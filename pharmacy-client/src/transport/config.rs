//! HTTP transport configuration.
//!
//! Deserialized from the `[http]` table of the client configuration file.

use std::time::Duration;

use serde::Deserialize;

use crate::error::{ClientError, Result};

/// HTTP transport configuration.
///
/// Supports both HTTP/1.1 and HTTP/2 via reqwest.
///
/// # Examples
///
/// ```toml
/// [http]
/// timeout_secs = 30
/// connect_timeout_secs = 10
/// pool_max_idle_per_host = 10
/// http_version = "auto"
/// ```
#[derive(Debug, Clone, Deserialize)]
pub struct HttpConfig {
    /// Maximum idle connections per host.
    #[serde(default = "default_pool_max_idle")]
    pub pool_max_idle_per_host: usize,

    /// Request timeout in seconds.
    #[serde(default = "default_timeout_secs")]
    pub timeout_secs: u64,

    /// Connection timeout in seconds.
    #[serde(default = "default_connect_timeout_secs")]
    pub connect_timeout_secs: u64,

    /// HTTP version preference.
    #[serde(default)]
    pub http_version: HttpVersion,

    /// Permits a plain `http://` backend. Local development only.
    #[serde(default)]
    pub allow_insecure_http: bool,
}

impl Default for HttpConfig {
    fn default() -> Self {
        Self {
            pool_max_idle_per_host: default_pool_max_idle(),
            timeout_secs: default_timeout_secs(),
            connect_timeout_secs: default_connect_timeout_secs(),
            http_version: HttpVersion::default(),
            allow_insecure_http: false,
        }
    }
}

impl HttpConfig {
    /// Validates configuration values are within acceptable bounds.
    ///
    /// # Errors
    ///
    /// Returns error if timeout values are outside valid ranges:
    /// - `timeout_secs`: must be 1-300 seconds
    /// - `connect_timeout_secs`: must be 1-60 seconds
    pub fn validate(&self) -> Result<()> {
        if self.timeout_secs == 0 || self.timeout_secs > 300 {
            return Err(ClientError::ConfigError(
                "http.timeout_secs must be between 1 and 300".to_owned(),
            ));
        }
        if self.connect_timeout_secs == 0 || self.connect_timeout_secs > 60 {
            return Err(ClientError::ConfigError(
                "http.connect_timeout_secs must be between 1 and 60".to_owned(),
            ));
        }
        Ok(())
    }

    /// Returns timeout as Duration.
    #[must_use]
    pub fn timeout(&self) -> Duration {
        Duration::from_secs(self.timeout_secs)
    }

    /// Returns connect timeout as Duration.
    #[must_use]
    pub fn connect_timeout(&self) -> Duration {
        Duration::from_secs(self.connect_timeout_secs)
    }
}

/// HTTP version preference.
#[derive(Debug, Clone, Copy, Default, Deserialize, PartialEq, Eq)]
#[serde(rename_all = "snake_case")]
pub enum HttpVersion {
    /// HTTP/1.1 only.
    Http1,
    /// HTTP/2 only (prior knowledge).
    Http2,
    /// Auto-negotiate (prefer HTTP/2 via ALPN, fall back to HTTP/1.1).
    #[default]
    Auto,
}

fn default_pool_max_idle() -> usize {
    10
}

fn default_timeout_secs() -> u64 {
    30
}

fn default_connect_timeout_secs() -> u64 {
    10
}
* * * *
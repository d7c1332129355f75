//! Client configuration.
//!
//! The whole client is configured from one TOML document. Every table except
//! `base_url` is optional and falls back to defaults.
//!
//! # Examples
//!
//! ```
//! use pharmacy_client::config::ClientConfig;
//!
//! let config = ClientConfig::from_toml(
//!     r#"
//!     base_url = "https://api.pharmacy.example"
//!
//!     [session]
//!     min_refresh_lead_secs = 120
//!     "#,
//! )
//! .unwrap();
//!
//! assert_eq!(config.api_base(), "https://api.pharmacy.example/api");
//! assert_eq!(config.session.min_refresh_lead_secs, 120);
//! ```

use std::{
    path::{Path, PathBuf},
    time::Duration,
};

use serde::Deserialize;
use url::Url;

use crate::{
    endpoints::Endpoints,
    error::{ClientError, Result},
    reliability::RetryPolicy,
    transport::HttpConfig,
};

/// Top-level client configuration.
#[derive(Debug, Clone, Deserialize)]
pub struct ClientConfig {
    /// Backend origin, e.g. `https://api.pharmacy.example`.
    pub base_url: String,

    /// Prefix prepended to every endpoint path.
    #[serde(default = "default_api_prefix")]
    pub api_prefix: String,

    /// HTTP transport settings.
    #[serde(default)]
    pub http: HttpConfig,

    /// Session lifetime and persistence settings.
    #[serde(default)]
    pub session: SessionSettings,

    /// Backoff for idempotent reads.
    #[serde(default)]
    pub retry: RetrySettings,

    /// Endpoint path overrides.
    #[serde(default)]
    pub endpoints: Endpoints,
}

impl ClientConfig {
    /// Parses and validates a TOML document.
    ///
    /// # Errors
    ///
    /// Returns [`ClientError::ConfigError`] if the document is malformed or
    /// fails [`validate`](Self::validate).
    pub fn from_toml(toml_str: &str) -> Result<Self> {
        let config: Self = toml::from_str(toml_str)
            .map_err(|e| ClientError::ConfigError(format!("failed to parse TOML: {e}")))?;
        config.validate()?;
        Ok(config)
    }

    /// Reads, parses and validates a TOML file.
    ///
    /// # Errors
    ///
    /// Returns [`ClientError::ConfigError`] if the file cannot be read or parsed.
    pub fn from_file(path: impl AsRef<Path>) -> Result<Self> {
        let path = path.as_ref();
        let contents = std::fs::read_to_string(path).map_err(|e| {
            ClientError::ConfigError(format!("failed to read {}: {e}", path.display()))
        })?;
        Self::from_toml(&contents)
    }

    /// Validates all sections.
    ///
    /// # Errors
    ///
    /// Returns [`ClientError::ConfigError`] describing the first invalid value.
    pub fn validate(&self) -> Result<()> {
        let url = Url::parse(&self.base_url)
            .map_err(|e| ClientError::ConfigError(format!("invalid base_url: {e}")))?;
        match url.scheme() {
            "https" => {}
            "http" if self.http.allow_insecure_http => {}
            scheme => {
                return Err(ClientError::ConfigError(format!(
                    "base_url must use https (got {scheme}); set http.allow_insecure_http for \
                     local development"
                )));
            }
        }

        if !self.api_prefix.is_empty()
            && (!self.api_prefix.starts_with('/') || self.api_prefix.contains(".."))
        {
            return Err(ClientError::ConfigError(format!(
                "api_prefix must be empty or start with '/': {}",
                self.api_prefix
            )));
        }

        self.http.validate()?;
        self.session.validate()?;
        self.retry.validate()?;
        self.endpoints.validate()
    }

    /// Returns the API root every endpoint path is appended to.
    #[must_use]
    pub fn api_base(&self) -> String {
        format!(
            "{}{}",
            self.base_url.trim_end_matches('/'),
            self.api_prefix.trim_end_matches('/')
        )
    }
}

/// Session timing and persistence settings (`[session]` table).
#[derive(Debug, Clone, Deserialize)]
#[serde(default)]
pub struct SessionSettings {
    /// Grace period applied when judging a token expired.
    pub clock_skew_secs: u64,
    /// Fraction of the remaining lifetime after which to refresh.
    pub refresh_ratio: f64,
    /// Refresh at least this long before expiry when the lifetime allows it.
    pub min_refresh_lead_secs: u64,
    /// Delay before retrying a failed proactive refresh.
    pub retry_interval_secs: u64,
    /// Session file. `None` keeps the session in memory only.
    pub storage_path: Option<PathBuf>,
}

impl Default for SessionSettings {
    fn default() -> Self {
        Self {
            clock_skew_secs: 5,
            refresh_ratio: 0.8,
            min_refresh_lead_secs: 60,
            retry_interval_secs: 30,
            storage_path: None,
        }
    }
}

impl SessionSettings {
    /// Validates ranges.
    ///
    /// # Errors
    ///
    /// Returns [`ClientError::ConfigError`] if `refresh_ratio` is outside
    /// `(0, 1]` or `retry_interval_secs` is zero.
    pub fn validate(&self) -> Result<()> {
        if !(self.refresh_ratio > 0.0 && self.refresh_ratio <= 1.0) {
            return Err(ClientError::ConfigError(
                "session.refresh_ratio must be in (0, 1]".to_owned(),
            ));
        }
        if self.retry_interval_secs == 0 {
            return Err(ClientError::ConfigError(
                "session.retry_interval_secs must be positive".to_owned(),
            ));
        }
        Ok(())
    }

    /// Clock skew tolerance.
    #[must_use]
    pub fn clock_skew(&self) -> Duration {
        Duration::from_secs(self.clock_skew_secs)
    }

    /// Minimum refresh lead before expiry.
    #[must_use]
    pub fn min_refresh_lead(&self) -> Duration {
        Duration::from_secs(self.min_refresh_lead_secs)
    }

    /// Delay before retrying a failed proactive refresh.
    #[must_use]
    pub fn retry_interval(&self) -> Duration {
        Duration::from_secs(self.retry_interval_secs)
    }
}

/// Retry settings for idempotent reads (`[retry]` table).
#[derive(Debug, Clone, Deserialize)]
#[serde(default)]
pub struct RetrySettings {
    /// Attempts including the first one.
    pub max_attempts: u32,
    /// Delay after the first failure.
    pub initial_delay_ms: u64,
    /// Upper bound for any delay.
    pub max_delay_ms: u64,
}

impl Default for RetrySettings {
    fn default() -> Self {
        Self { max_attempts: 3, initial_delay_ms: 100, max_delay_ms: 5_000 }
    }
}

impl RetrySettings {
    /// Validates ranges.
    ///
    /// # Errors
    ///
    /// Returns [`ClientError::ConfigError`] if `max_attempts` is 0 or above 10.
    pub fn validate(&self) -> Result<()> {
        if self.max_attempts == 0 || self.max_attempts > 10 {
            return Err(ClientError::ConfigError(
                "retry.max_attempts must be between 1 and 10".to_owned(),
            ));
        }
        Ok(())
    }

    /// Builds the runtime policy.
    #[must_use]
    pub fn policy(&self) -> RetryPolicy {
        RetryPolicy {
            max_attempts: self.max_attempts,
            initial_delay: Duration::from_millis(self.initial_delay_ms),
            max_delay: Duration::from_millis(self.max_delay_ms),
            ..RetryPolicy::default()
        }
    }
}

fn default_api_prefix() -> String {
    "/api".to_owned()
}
* * * *
Please reproduce exactly the lines in the listing above from the one containing "every endpoint path." through the one containing "Endpoint path overrides.", both included, and nothing more.

    /// Prefix prepended to every endpoint path.
    #[serde(default = "default_api_prefix")]
    pub api_prefix: String,

    /// HTTP transport settings.
    #[serde(default)]
    pub http: HttpConfig,

    /// Session lifetime and persistence settings.
    #[serde(default)]
    pub session: SessionSettings,

    /// Backoff for idempotent reads.
    #[serde(default)]
    pub retry: RetrySettings,

    /// Endpoint path overrides.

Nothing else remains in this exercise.